WASHINGTON — (CNN) The Supreme Court will take on a case on Tuesday that could upend the way that states draw their legislative lines.
At issue is the “one person, one vote” doctrine dating back to the 1960s when the Supreme Court held that state legislative districts must be drawn so they are equal in population. Although the court never explicitly defined whether the doctrine applies to general population or voting population, most jurisdictions look to the former.
Now two Texas voters — backed by a conservative group — have come to the high court arguing that their vote is being diluted in relation to voters in other districts and that Texas must look primarily at the total number of eligible voters when it draws district lines.
If the plaintiffs prevail, civil rights groups fear that Latino communities in certain states with nonvoting residents, as well as children and others, will be sharply disadvantaged.
“This case could cause a nationwide upheaval in state legislatures,” said Michael Li, counsel for the Brennan Center’s Democracy Program.
If the court sides with the plaintiffs, it could potentially shift power from urban areas — districts that tend to include a higher percentage of individuals not eligible to vote such as noncitizens, released felons and children — to rural areas that are more likely to favor Republicans.
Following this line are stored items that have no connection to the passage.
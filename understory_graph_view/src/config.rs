// Copyright 2025 the Understory Authors
// SPDX-License-Identifier: Apache-2.0 OR MIT

//! Canvas configuration: zoom limits, arrow geometry, and colours.

use understory_graph::Font;

use crate::surface::Color;

/// Tunables for a [`Canvas`](crate::Canvas).
///
/// The defaults reproduce the classic look: white ellipses with black
/// outlines on a white background, 6 px arrowheads, and zoom between 0.1 and
/// 2.0 in steps of 0.1.
#[derive(Clone, Debug, PartialEq)]
pub struct ViewConfig {
    /// Smallest zoom factor.
    pub zoom_min: f64,
    /// Largest zoom factor.
    pub zoom_max: f64,
    /// Zoom change per wheel notch.
    pub zoom_step: f64,
    /// Zoom factor of a fresh canvas.
    pub initial_zoom: f64,
    /// Arrowhead size; edge ends are pushed out by this much so the tip meets
    /// the target ellipse.
    pub arrow_size: i32,
    /// Stroke width for node outlines and edges.
    pub stroke_width: f64,
    /// Extra horizontal inset of labels inside the minimum box.
    pub label_inset: i32,
    /// Frame background.
    pub background: Color,
    /// Node interior.
    pub node_fill: Color,
    /// Node outline.
    pub node_stroke: Color,
    /// Edge lines and arrowheads.
    pub edge_color: Color,
    /// Labels.
    pub text_color: Color,
    /// Font used to draw labels.
    pub label_font: Font,
}

impl Default for ViewConfig {
    fn default() -> Self {
        Self {
            zoom_min: 0.1,
            zoom_max: 2.0,
            zoom_step: 0.1,
            initial_zoom: 1.0,
            arrow_size: 6,
            stroke_width: 1.0,
            label_inset: 2,
            background: Color::WHITE,
            node_fill: Color::WHITE,
            node_stroke: Color::BLACK,
            edge_color: Color::BLACK,
            text_color: Color::BLACK,
            label_font: Font::default(),
        }
    }
}

/// Reasons a [`ViewConfig`] is rejected.
#[derive(Clone, Copy, Debug, PartialEq, thiserror::Error)]
pub enum ConfigError {
    /// The zoom range is empty, not positive, or not finite.
    #[error("zoom range [{min}, {max}] must be positive, finite and non-empty")]
    InvalidZoomRange {
        /// Configured minimum.
        min: f64,
        /// Configured maximum.
        max: f64,
    },
    /// The zoom step is zero, negative, or not finite.
    #[error("zoom step {0} must be positive and finite")]
    InvalidZoomStep(f64),
    /// The initial zoom lies outside the zoom range.
    #[error("initial zoom {0} lies outside the zoom range")]
    InitialZoomOutOfRange(f64),
    /// The arrowhead size is negative.
    #[error("arrow size {0} must not be negative")]
    InvalidArrowSize(i32),
    /// The stroke width is negative or not finite.
    #[error("stroke width {0} must be non-negative and finite")]
    InvalidStrokeWidth(f64),
}

impl ViewConfig {
    /// Check the configuration for values the canvas cannot work with.
    pub fn validate(&self) -> Result<(), ConfigError> {
        let (min, max) = (self.zoom_min, self.zoom_max);
        if !(min.is_finite() && max.is_finite() && min > 0.0 && min <= max) {
            return Err(ConfigError::InvalidZoomRange { min, max });
        }
        if !(self.zoom_step.is_finite() && self.zoom_step > 0.0) {
            return Err(ConfigError::InvalidZoomStep(self.zoom_step));
        }
        if !(min..=max).contains(&self.initial_zoom) {
            return Err(ConfigError::InitialZoomOutOfRange(self.initial_zoom));
        }
        if self.arrow_size < 0 {
            return Err(ConfigError::InvalidArrowSize(self.arrow_size));
        }
        if !(self.stroke_width.is_finite() && self.stroke_width >= 0.0) {
            return Err(ConfigError::InvalidStrokeWidth(self.stroke_width));
        }
        Ok(())
    }
}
Richard L. Hasen, an election law expert from the University of California, Irvine School of Law, says that although the case is about state lines, it could influence how congressional district lines are drawn.
He says the plaintiffs in the case are trying to “help the Republican Party capture more congressional and state legislative districts in places that have large Latino noncitizen populations.”
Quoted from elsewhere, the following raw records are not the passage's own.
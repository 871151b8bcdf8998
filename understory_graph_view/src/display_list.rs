// Copyright 2025 the Understory Authors
// SPDX-License-Identifier: Apache-2.0 OR MIT

//! Off-screen frame recording and replay.

use alloc::string::String;
use alloc::vec::Vec;
use kurbo::{Affine, Ellipse, Line, Point, Rect};
use understory_graph::Font;

use crate::surface::{Color, Surface};
use crate::types::ViewportSize;

/// One recorded drawing operation, in unscaled content coordinates.
#[derive(Clone, Debug, PartialEq)]
pub enum DrawCommand {
    /// Fill the ellipse inscribed in `rect`.
    FillEllipse {
        /// Bounding box of the ellipse.
        rect: Rect,
        /// Fill colour.
        color: Color,
    },
    /// Stroke the ellipse inscribed in `rect`.
    StrokeEllipse {
        /// Bounding box of the ellipse.
        rect: Rect,
        /// Outline colour.
        color: Color,
        /// Stroke width.
        width: f64,
    },
    /// Draw a label.
    Text {
        /// Label text.
        text: String,
        /// Top-left corner of the text.
        origin: Point,
        /// Text colour.
        color: Color,
    },
    /// Draw a line with an arrowhead at its end.
    Arrow {
        /// Segment from the source ellipse to just outside the target ellipse.
        line: Line,
        /// Arrowhead size.
        head_size: f64,
        /// Line and head colour.
        color: Color,
        /// Stroke width.
        width: f64,
    },
}

/// A recorded frame: the off-screen buffer of a [`Canvas`](crate::Canvas).
///
/// The canvas allocates it on first render, clears and refills it on every
/// render, and resizes it with the viewport. Hosts replay it onto their
/// surface with [`DisplayList::replay`], or inspect [`DisplayList::commands`]
/// directly.
#[derive(Clone, Debug)]
pub struct DisplayList {
    size: ViewportSize,
    background: Color,
    antialias: bool,
    transform: Affine,
    font: Font,
    commands: Vec<DrawCommand>,
}

impl DisplayList {
    pub(crate) fn new(size: ViewportSize, font: Font) -> Self {
        Self {
            size,
            background: Color::WHITE,
            antialias: true,
            transform: Affine::IDENTITY,
            font,
            commands: Vec::new(),
        }
    }

    pub(crate) fn resize(&mut self, size: ViewportSize) {
        self.size = size;
    }

    /// Start a new frame, keeping the command buffer's allocation.
    pub(crate) fn reset(&mut self, background: Color, transform: Affine, font: &Font) {
        self.background = background;
        self.antialias = true;
        self.transform = transform;
        if self.font != *font {
            self.font = font.clone();
        }
        self.commands.clear();
    }

    pub(crate) fn push(&mut self, command: DrawCommand) {
        self.commands.push(command);
    }

    /// Size of the buffer, matching the viewport.
    pub fn size(&self) -> ViewportSize {
        self.size
    }

    /// Colour the frame is cleared to.
    pub fn background(&self) -> Color {
        self.background
    }

    /// Whether the frame is drawn with antialiasing.
    pub fn antialias(&self) -> bool {
        self.antialias
    }

    /// Content-to-device transform of the frame (the zoom scale).
    pub fn transform(&self) -> Affine {
        self.transform
    }

    /// Font used for every [`DrawCommand::Text`].
    pub fn font(&self) -> &Font {
        &self.font
    }

    /// Recorded commands in paint order.
    pub fn commands(&self) -> &[DrawCommand] {
        &self.commands
    }

    /// Replay the frame onto `surface`: clear, set state, then every command
    /// in order.
    pub fn replay<S: Surface + ?Sized>(&self, surface: &mut S) {
        surface.clear(self.background);
        surface.set_antialias(self.antialias);
        surface.set_transform(self.transform);
        for command in &self.commands {
            match command {
                DrawCommand::FillEllipse { rect, color } => {
                    surface.fill_ellipse(Ellipse::from_rect(*rect), *color);
                }
                DrawCommand::StrokeEllipse { rect, color, width } => {
                    surface.stroke_ellipse(Ellipse::from_rect(*rect), *color, *width);
                }
                DrawCommand::Text {
                    text,
                    origin,
                    color,
                } => {
                    surface.draw_text(text, *origin, &self.font, *color);
                }
                DrawCommand::Arrow {
                    line,
                    head_size,
                    color,
                    width,
                } => {
                    surface.draw_arrow(*line, *head_size, *color, *width);
                }
            }
        }
    }
}
// Copyright 2025 the Understory Authors
// SPDX-License-Identifier: Apache-2.0 OR MIT

//! Structural properties of tree layouts over random search trees.

use proptest::prelude::*;
use understory_graph::{BinaryTree, FixedAdvanceMeasure, Font, LabeledNode, NodeId};
use understory_graph_view::Canvas;
use understory_tree_layout::TreeLayout;

/// Insert `keys` into a binary search tree, skipping duplicates.
fn search_tree(keys: &[u32]) -> BinaryTree {
    let measure = FixedAdvanceMeasure::default();
    let font = Font::default();
    let mut tree = BinaryTree::new();
    let mut key_of = std::collections::HashMap::<NodeId, u32>::new();

    for &key in keys {
        let Some(mut current) = tree.root() else {
            let id = tree.insert(LabeledNode::new(key.to_string(), &measure, &font));
            tree.set_root(Some(id)).unwrap();
            key_of.insert(id, key);
            continue;
        };
        loop {
            let here = key_of[&current];
            if key == here {
                break;
            }
            let next = if key < here {
                tree.left_of(current)
            } else {
                tree.right_of(current)
            };
            if let Some(next) = next {
                current = next;
                continue;
            }
            let id = tree.insert(LabeledNode::new(key.to_string(), &measure, &font));
            key_of.insert(id, key);
            if key < here {
                tree.set_left(current, Some(id)).unwrap();
            } else {
                tree.set_right(current, Some(id)).unwrap();
            }
            break;
        }
    }
    tree
}

proptest! {
    /// No two nodes share any horizontal pixel column.
    #[test]
    fn node_columns_never_overlap(keys in prop::collection::vec(0_u32..1000, 0..64)) {
        let mut tree = search_tree(&keys);
        let mut canvas = Canvas::new(800, 600);
        let stats = TreeLayout::default().layout(&mut tree, &mut canvas);

        if tree.is_empty() {
            prop_assert!(stats.is_none());
            return Ok(());
        }
        let stats = stats.unwrap();
        prop_assert_eq!(stats.nodes, tree.len());

        let spans: Vec<(i32, i32)> = tree
            .iter()
            .map(|(_, n)| (n.position.x, n.position.x + n.graphical_size().width))
            .collect();
        for (i, a) in spans.iter().enumerate() {
            prop_assert!(a.0 >= 0 && a.1 <= stats.width);
            for b in &spans[i + 1..] {
                prop_assert!(a.1 <= b.0 || b.1 <= a.0, "{a:?} overlaps {b:?}");
            }
        }
    }

    /// The canvas lists exactly the tree, in pre-order, with one edge per child.
    #[test]
    fn canvas_mirrors_the_tree(keys in prop::collection::vec(0_u32..1000, 1..64)) {
        let mut tree = search_tree(&keys);
        let mut canvas = Canvas::new(640, 480);
        TreeLayout::default().layout(&mut tree, &mut canvas).unwrap();

        let pre_order: Vec<NodeId> = tree.pre_order().collect();
        prop_assert_eq!(canvas.nodes(), pre_order.as_slice());
        prop_assert_eq!(canvas.edges().len(), tree.len() - 1);
        for &(parent, child) in canvas.edges() {
            prop_assert_eq!(tree.parent_of(child), Some(parent));
            let (p, c) = (tree.get(parent).unwrap(), tree.get(child).unwrap());
            prop_assert!(c.position.y > p.position.y);
        }

        let root = tree.get(tree.root().unwrap()).unwrap();
        let offset = canvas.content_offset();
        prop_assert_eq!(offset.x, 320 - root.position.x);
        prop_assert_eq!(offset.y, 240 - root.position.y);
    }
}
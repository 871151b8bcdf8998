// Copyright 2025 the Understory Authors
// SPDX-License-Identifier: Apache-2.0 OR MIT

// After you edit the crate's doc comment, run this command, then check README.md for any missing links
// cargo rdme --workspace-project=understory_graph --heading-base-level=0

//! Understory Graph: labeled nodes and an arena-backed binary tree.
//!
//! This crate holds the data side of a tree viewer. It knows how big a node
//! is and who its children are, but nothing about where the view is looking
//! or how anything gets drawn.
//!
//! - [`LabeledNode`]: a text label with an integer position, a minimum box,
//!   and a graphical size measured once at construction.
//! - [`BinaryTree`]: an arena that owns every node and links them through
//!   `left`/`right` handles. Detached nodes are allowed, so the same arena can
//!   back a general graph drawn by hand.
//! - [`NodeId`]: generational handle of a node. Views keep these instead of
//!   references, so there is exactly one owner of each node.
//! - [`NodeSource`]: read-only lookup used by renderers.
//! - [`TextMeasure`] / [`Font`]: the injected text measurement capability.
//!   [`FixedAdvanceMeasure`] is a deterministic implementation for tests and
//!   hosts without a font stack.
//!
//! ## Minimal example
//!
//! ```rust
//! use understory_graph::{BinaryTree, FixedAdvanceMeasure, Font, LabeledNode};
//!
//! let measure = FixedAdvanceMeasure::default();
//! let font = Font::default();
//!
//! let mut tree = BinaryTree::new();
//! let root = tree.insert(LabeledNode::new("root", &measure, &font));
//! let left = tree.insert(LabeledNode::new("left", &measure, &font));
//! tree.set_root(Some(root)).unwrap();
//! tree.set_left(root, Some(left)).unwrap();
//!
//! assert_eq!(tree.left_of(root), Some(left));
//! assert_eq!(tree.parent_of(left), Some(root));
//! ```
//!
//! Structure is validated when children are attached: a node can have at most
//! one parent and attaching an ancestor below its own descendant is refused
//! with [`TreeError::WouldCycle`].
//!
//! This crate is `no_std` and uses `alloc`.

#![no_std]

extern crate alloc;

mod measure;
mod node;
mod tree;
mod types;

pub use measure::{FixedAdvanceMeasure, Font, TextMeasure};
pub use node::{DEFAULT_MIN_SIZE, LabeledNode};
pub use tree::{BinaryTree, NodeSource, TreeError};
pub use types::{NodeId, NodeSize, Position};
The Evenwel v. Abbott case, named after lead plaintiff Sue Evenwel, a resident of Titus County, Texas, is backed by Edward Blum, the director of a group called the Project on Fair Representation. The group was also behind a 2013 case that invalidated a central provision of the Voting Rights Act as well as a case this term seeking to strike down a race-conscious admissions program at the University of Texas.
“From the beginning, the fundamental purpose of the one-person, one-vote principle has been to ensure that the states apportion districts in a way that protects the right of eligible voters to an equal vote,” Evenwel’s lawyers argued in court filings. “It necessarily follows that requiring the states to apportion approximately the same number of eligible voters to each district is the only way to enforce that constitutional right.”
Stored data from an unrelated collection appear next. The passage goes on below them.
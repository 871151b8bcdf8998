// Copyright 2025 the Understory Authors
// SPDX-License-Identifier: Apache-2.0 OR MIT

//! The layout pass.

use alloc::vec::Vec;
#[cfg(not(feature = "std"))]
use kurbo::common::FloatFuncs as _;
use understory_graph::{BinaryTree, NodeId, Position};
use understory_graph_view::Canvas;

/// Binary tree layout parameters.
#[derive(Clone, Copy, Debug, PartialEq)]
pub struct TreeLayout {
    /// Factor applied to a node's larger dimension to get the horizontal
    /// room reserved for it.
    pub clearance: f64,
}

impl Default for TreeLayout {
    fn default() -> Self {
        Self { clearance: 1.5 }
    }
}

/// Summary of a finished layout.
#[derive(Clone, Copy, Debug, Default, PartialEq, Eq)]
pub struct LayoutStats {
    /// Number of nodes positioned.
    pub nodes: usize,
    /// Horizontal band reserved by the whole tree.
    pub width: i32,
    /// Bottom edge of the lowest node.
    pub height: i32,
}

#[derive(Clone, Copy, Debug, PartialEq, Eq)]
enum Stage {
    Enter,
    LeftDone,
    RightDone,
}

/// One pending node of the walk.
#[derive(Clone, Copy, Debug)]
struct Frame {
    id: NodeId,
    parent: Option<NodeId>,
    depth: i32,
    offset_x: i32,
    spacing: i32,
    stage: Stage,
    diameter: i32,
    child_spacing: i32,
    left_width: i32,
}

impl Frame {
    fn enter(id: NodeId, parent: Option<NodeId>, depth: i32, offset_x: i32, spacing: i32) -> Self {
        Self {
            id,
            parent,
            depth,
            offset_x,
            spacing,
            stage: Stage::Enter,
            diameter: 0,
            child_spacing: 0,
            left_width: 0,
        }
    }
}

impl TreeLayout {
    /// Position every node reachable from the tree's root, rebuild the
    /// canvas's node and edge lists from the tree, and centre the view on the
    /// root.
    ///
    /// Nodes are registered in pre-order: the root as a standalone node,
    /// every other node through the edge from its parent. The canvas raises a
    /// single redraw request for the whole pass.
    ///
    /// Returns `None` without touching the canvas if the tree has no root.
    pub fn layout(&self, tree: &mut BinaryTree, canvas: &mut Canvas) -> Option<LayoutStats> {
        let Some((root, root_height)) = tree
            .root()
            .and_then(|id| tree.get(id).map(|n| (id, n.graphical_size().height)))
        else {
            log::warn!("layout skipped: tree has no root");
            return None;
        };

        let auto_invalidate = canvas.auto_invalidate();
        canvas.set_auto_invalidate(false);
        canvas.clear();

        let mut stats = LayoutStats::default();
        let mut stack: Vec<Frame> = Vec::new();
        stack.push(Frame::enter(root, None, 0, 0, root_height));
        // Width of the subtree whose frame was popped last; 0 for an absent child.
        let mut returned = 0_i32;

        while let Some(mut frame) = stack.pop() {
            match frame.stage {
                Stage::Enter => {
                    let Some(node) = tree.get(frame.id) else {
                        returned = 0;
                        continue;
                    };
                    let size = node.graphical_size();
                    match frame.parent {
                        Some(parent) => canvas.add_edge(parent, frame.id),
                        None => canvas.add_node(frame.id),
                    }
                    frame.diameter = self.diameter(size.width, size.height);
                    frame.child_spacing = frame.spacing.saturating_add(size.height / 2);
                    frame.stage = Stage::LeftDone;
                    stack.push(frame);

                    returned = 0;
                    if let Some(left) = tree.left_of(frame.id) {
                        stack.push(Frame::enter(
                            left,
                            Some(frame.id),
                            frame.depth.saturating_add(1),
                            frame.offset_x,
                            frame.child_spacing,
                        ));
                    }
                }
                Stage::LeftDone => {
                    frame.left_width = returned;
                    frame.stage = Stage::RightDone;
                    stack.push(frame);

                    returned = 0;
                    if let Some(right) = tree.right_of(frame.id) {
                        let offset_x = frame
                            .offset_x
                            .saturating_add(frame.left_width)
                            .saturating_add(frame.diameter);
                        stack.push(Frame::enter(
                            right,
                            Some(frame.id),
                            frame.depth.saturating_add(1),
                            offset_x,
                            frame.child_spacing,
                        ));
                    }
                }
                Stage::RightDone => {
                    let right_width = returned;
                    let position = Position::new(
                        frame.offset_x.saturating_add(frame.left_width),
                        frame.depth.saturating_mul(frame.spacing),
                    );
                    tree.set_position(frame.id, position);
                    if let Some(node) = tree.get(frame.id) {
                        let bottom = position.y.saturating_add(node.graphical_size().height);
                        stats.height = stats.height.max(bottom);
                    }
                    stats.nodes += 1;
                    returned = frame
                        .left_width
                        .saturating_add(right_width)
                        .saturating_add(frame.diameter);
                }
            }
        }
        stats.width = returned;

        canvas.set_auto_invalidate(auto_invalidate);
        if let Some(node) = tree.get(root) {
            canvas.go_to(node.position);
        }
        log::debug!(
            "laid out {} nodes in a {}x{} band",
            stats.nodes,
            stats.width,
            stats.height
        );
        Some(stats)
    }

    /// Horizontal room reserved for a node of the given size.
    #[allow(
        clippy::cast_possible_truncation,
        reason = "Float-to-int casts saturate, which clamps absurd clearances."
    )]
    fn diameter(&self, width: i32, height: i32) -> i32 {
        let w = f64::from(width) * self.clearance;
        let h = f64::from(height) * self.clearance;
        w.max(h).ceil() as i32
    }
}

/// Centre the canvas on the tree's root at its current position.
///
/// Returns false, leaving the canvas alone, if the tree has no root.
pub fn go_home(tree: &BinaryTree, canvas: &mut Canvas) -> bool {
    match tree.root().and_then(|id| tree.get(id)) {
        Some(root) => {
            canvas.go_to(root.position);
            true
        }
        None => false,
    }
}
Texas says that the issue should be left to the states.
“States are permitted to use total population when they reapportion, and they are also entitled to choose citizen or voting-eligible population,” state lawyers argued in briefs. “This choice does not violate the Equal Protection Clause.”
The Obama administration sides mostly with Texas in the dispute, arguing that all states use total population data collected through the federal census.
“Apportionment plans that equalize total population satisfy the Equal Protection Clause because they ensure equal representation for equal numbers of people,” Solicitor General Donald Verrilli argued in court papers.
In their briefs supporting Texas, civil rights groups and the Democratic National Committee worry that an adverse ruling might negatively impact those who don’t vote.
“To reverse course now is to shun precedent and needlessly engineer a plan to bring harm on a specific subset of people; namely communities of color — including children — undocumented individuals and families, persons with prior felony convictions and individuals with disabilities,” said Penda Hair, co-director of the Advancement Project, in a statement.
Also supporting Texas is Nathaniel Persily of Stanford Law School, who says that if the court were to say that the Constitution requires states to use the voting population, it could unleash a series of questions regarding the reliability of voter lists and surveys.
“A national database of eligible voters does not exist and will not exist in the foreseeable future,” he said in an amicus brief.
But Ilya Shapiro of the libertarian Cato Institute says times have changed since the court came down with the one-person, one-vote doctrine and that modern immigration patterns have created disparities in voting districts. He supports Evenwel.
“Just as it was intolerable for a rural district with 500 voters to have the same representation in a state legislature as an urban district with 5,000 voters, it’s now constitutionally suspect to have that disparity between a heavily (noncitizen) foreign-born district and one with mostly native-born citizens,” Shapiro wrote in an essay for Scotusblog.
A three-judge district court ruled against Evenwel and dismissed the case.